The latest increase means Britain had the highest rate of inflation seen in any Group of Seven advanced economy since 1985, although many smaller European Union countries are currently seeing even faster growth in prices.
Wednesday’s data bolstered bets that the BoE will opt for a 50-bps rate hike next month, which would be the biggest since 1995. The European Central Bank is considering such a move this week, sources told Reuters on Tuesday.
BoE Governor Andrew Bailey on Tuesday said that scale of borrowing costs increase was on the table but not “locked in”.
The BoE has raised rates five times since December as it tries to stop the surge in inflation from becoming embedded in Britain’s economy, and it is expected to increase them again on Aug. 4. “Soaring inflation means that momentum for a half-point interest rate rise in August is growing,” Suren Thiru, economics director of accountancy trade body ICAEW, said.
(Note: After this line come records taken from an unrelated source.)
use clap::Parser;
use std::path::PathBuf;

#[derive(Parser, Debug)]
#[command(name = "castviz", about = "Play a track and paint its live spectrum, headless")]
pub struct Cli {
    /// Audio file or http(s) URL. Without it, play loads the default track.
    pub input: Option<String>,

    /// Config file (defaults to castviz.toml or the user config dir)
    #[arg(short, long)]
    pub config: Option<PathBuf>,

    /// Write the rendered canvas to a video file through ffmpeg
    #[arg(short, long)]
    pub output: Option<PathBuf>,

    /// Canvas width in pixels
    #[arg(long)]
    pub width: Option<u32>,

    /// Canvas height in pixels
    #[arg(long)]
    pub height: Option<u32>,

    /// Display refresh rate driving the animation frames
    #[arg(long)]
    pub fps: Option<u32>,

    /// Analyser transform size (power of two)
    #[arg(long)]
    pub fft_size: Option<usize>,

    /// Analyser smoothing constant (0.0-1.0, exclusive)
    #[arg(long)]
    pub smoothing: Option<f32>,

    /// Overlay the waveform on the bars
    #[arg(long)]
    pub waveform: bool,

    /// Press the space bar at these times, in seconds
    #[arg(long, value_delimiter = ',')]
    pub toggle_at: Vec<f64>,

    /// JSON-lines file of timed key, click and remote events
    #[arg(long)]
    pub script: Option<PathBuf>,

    /// Stop after this many seconds of simulated time
    #[arg(long)]
    pub max_seconds: Option<f64>,
}
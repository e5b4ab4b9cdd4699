use thiserror::Error;

use crate::playback::state::PlaybackState;

#[derive(Debug, Error)]
pub enum PlaybackError {
    /// The media was fetched but could not be decoded.
    #[error("failed to decode {source_ref}: {reason}")]
    Decode { source_ref: String, reason: String },

    /// The media could not be fetched at all.
    #[error("failed to load {source_ref}: {reason}")]
    Transport { source_ref: String, reason: String },

    #[error("{operation} is not valid while {state}")]
    InvalidTransition {
        operation: &'static str,
        state: PlaybackState,
    },
}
“However, tightening monetary policy too aggressively increases the risk of recession and will do little to address the global factors driving this inflationary surge.”
Investors now see an almost 100 per cent chance of the BoE raising the Bank Rate to 1.75 per cent from 1.25 per cent next month. It said in June that it was ready to act “forcefully” if needed.
The ONS said core inflation in June fell to 5.8 per cent from 5.9 per cent in May, in line with the Reuters poll median forecast, which could reassure BoE rate-setters who might be reluctant to hike rates more aggressively.
The ONS pointed to a 42 per cent year-on-year rise in petrol prices and an almost 10 per cent increase in food prices as the main drivers of inflation last month, a hammer blow for families on low incomes.
The Resolution Foundation think-tank said inflation for this group had already passed into double digits.
The cost-of-living crunch has triggered a wave of industrial action by trade unions and been hotly debated among the three remaining candidates in the race to replace Boris Johnson as prime minister.